YOUR INSTRUCTIONS: Comb the records below for the string "message" and copy each line where it turns up.

Saved data entries
==========
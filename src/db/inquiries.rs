use chrono::Utc;
use sqlx::{QueryBuilder, Sqlite, SqlitePool};
use uuid::Uuid;

use crate::db::lead;
use crate::models::{
    CourseInquiryCount, Inquiry, InquiryStatistics, LeadStatus, NewInquiry,
};

const TABLE: &str = "inquiries";

const INQUIRY_SELECT: &str = "SELECT id, full_name, email, phone, message, course_id, \
     course_title, status, created_at, updated_at FROM inquiries";

/// Stores a validated inquiry in status `new`. `course_title` is copied from the course at submit time.
pub async fn insert_inquiry(
    db: &SqlitePool,
    new: NewInquiry,
    course_title: String,
) -> Result<Inquiry, sqlx::Error> {
    let id = Uuid::new_v4().to_string();
    let now = Utc::now();
    let status = LeadStatus::New;

    sqlx::query(
        r#"
        INSERT INTO inquiries
            (id, full_name, email, phone, message, course_id, course_title,
            status, created_at, updated_at)
        VALUES (?1, ?2, ?3, ?4, ?5, ?6, ?7, ?8, ?9, ?9)
        "#,
    )
    .bind(&id)
    .bind(&new.full_name)
    .bind(&new.email)
    .bind(&new.phone)
    .bind(&new.message)
    .bind(&new.course_id)
    .bind(&course_title)
    .bind(status)
    .bind(now)
    .execute(db)
    .await?;

    Ok(Inquiry {
        id,
        full_name: new.full_name,
        email: new.email,
        phone: new.phone,
        message: new.message,
        course_id: new.course_id,
        course_title,
        status,
        created_at: now,
        updated_at: now,
    })
}

pub async fn find_inquiry_by_id(db: &SqlitePool, id: &str) -> Result<Option<Inquiry>, sqlx::Error> {
    let sql = format!("{INQUIRY_SELECT} WHERE id = ?1");
    sqlx::query_as::<_, Inquiry>(&sql)
        .bind(id)
        .fetch_optional(db)
        .await
}

/// Newest first, optionally narrowed by status and course.
pub async fn fetch_inquiries(
    db: &SqlitePool,
    status: Option<LeadStatus>,
    course_id: Option<&str>,
) -> Result<Vec<Inquiry>, sqlx::Error> {
    let mut qb: QueryBuilder<Sqlite> = QueryBuilder::new(INQUIRY_SELECT);
    qb.push(" WHERE 1 = 1");
    if let Some(status) = status {
        qb.push(" AND status = ").push_bind(status);
    }
    if let Some(course_id) = course_id {
        qb.push(" AND course_id = ").push_bind(course_id);
    }
    qb.push(" ORDER BY created_at DESC");

    qb.build_query_as::<Inquiry>().fetch_all(db).await
}

pub async fn update_inquiry_status(
    db: &SqlitePool,
    id: &str,
    status: LeadStatus,
) -> Result<bool, sqlx::Error> {
    lead::set_status(db, TABLE, id, status).await
}

pub async fn inquiry_statistics(db: &SqlitePool) -> Result<InquiryStatistics, sqlx::Error> {
    let (total, by_status) = lead::status_counts::<LeadStatus>(db, TABLE).await?;
    let daily = lead::daily_counts(db, TABLE, Utc::now().date_naive()).await?;

    let by_course = sqlx::query_as::<_, CourseInquiryCount>(
        r#"
        SELECT course_id, MAX(course_title) AS course_title, COUNT(*) AS count
        FROM inquiries
        GROUP BY course_id
        ORDER BY count DESC, course_title ASC
        "#,
    )
    .fetch_all(db)
    .await?;

    Ok(InquiryStatistics {
        total,
        by_status,
        daily,
        by_course,
    })
}

#[cfg(test)]
mod tests {
    use super::*;
    use crate::db::test_support::setup_test_db;

    fn new_inquiry(course_id: &str) -> NewInquiry {
        NewInquiry {
            full_name: "Ada Lovelace".to_string(),
            email: "ada@example.com".to_string(),
            phone: "+44 20 7946 0000".to_string(),
            message: Some("When does the next cohort start?".to_string()),
            course_id: course_id.to_string(),
        }
    }

    #[tokio::test]
    async fn test_insert_starts_new() {
        let pool = setup_test_db().await;
        let inquiry = insert_inquiry(&pool, new_inquiry("c1"), "Rust".into()).await.unwrap();
        assert_eq!(inquiry.status, LeadStatus::New);
        assert_eq!(inquiry.created_at, inquiry.updated_at);

        let stored = find_inquiry_by_id(&pool, &inquiry.id).await.unwrap().unwrap();
        assert_eq!(stored.status, LeadStatus::New);
        assert_eq!(stored.course_title, "Rust");
        assert_eq!(stored.created_at, stored.updated_at);
    }

    #[tokio::test]
    async fn test_status_transition() {
        let pool = setup_test_db().await;
        let inquiry = insert_inquiry(&pool, new_inquiry("c1"), "Rust".into()).await.unwrap();

        tokio::time::sleep(std::time::Duration::from_millis(5)).await;
        assert!(update_inquiry_status(&pool, &inquiry.id, LeadStatus::Completed).await.unwrap());
        let stored = find_inquiry_by_id(&pool, &inquiry.id).await.unwrap().unwrap();
        assert_eq!(stored.status, LeadStatus::Completed);
        assert!(stored.updated_at > inquiry.updated_at);

        // any status to any other
        assert!(update_inquiry_status(&pool, &inquiry.id, LeadStatus::New).await.unwrap());
    }

    #[tokio::test]
    async fn test_transition_missing_id_changes_nothing() {
        let pool = setup_test_db().await;
        let inquiry = insert_inquiry(&pool, new_inquiry("c1"), "Rust".into()).await.unwrap();

        assert!(!update_inquiry_status(&pool, "missing", LeadStatus::Contacted).await.unwrap());
        let all = fetch_inquiries(&pool, None, None).await.unwrap();
        assert_eq!(all.len(), 1);
        assert_eq!(all[0].status, LeadStatus::New);
        assert_eq!(all[0].updated_at, inquiry.updated_at);
    }

    #[tokio::test]
    async fn test_fetch_filters() {
        let pool = setup_test_db().await;
        let a = insert_inquiry(&pool, new_inquiry("c1"), "Rust".into()).await.unwrap();
        insert_inquiry(&pool, new_inquiry("c2"), "Go".into()).await.unwrap();
        update_inquiry_status(&pool, &a.id, LeadStatus::Contacted).await.unwrap();

        assert_eq!(fetch_inquiries(&pool, None, Some("c1")).await.unwrap().len(), 1);
        let contacted = fetch_inquiries(&pool, Some(LeadStatus::Contacted), None).await.unwrap();
        assert_eq!(contacted.len(), 1);
        assert_eq!(contacted[0].id, a.id);
        assert!(fetch_inquiries(&pool, Some(LeadStatus::Archived), Some("c1")).await.unwrap().is_empty());
    }

    #[tokio::test]
    async fn test_statistics_totals_match_breakdown() {
        let pool = setup_test_db().await;
        let empty = inquiry_statistics(&pool).await.unwrap();
        assert_eq!(empty.total, 0);
        assert!(empty.by_status.iter().all(|s| s.count == 0 && s.percentage == 0.0));

        for i in 0..5 {
            let course = if i < 3 { "c1" } else { "c2" };
            let title = if i < 3 { "Rust" } else { "Go" };
            let inquiry = insert_inquiry(&pool, new_inquiry(course), title.into()).await.unwrap();
            if i % 2 == 0 {
                update_inquiry_status(&pool, &inquiry.id, LeadStatus::Contacted).await.unwrap();
            }
        }

        let stats = inquiry_statistics(&pool).await.unwrap();
        assert_eq!(stats.total, 5);
        assert_eq!(stats.by_status.iter().map(|s| s.count).sum::<i64>(), stats.total);
        assert_eq!(stats.daily.len(), 7);
        assert_eq!(stats.daily.last().unwrap().count, 5);
        assert_eq!(stats.by_course[0].course_id, "c1");
        assert_eq!(stats.by_course[0].count, 3);
        assert_eq!(stats.by_course[1].course_title, "Go");
    }
}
==========
EXPECTED OUTPUT:
const INQUIRY_SELECT: &str = "SELECT id, full_name, email, phone, message, course_id, \
            (id, full_name, email, phone, message, course_id, course_title,
    .bind(&new.message)
        message: new.message,
            message: Some("When does the next cohort start?".to_string()),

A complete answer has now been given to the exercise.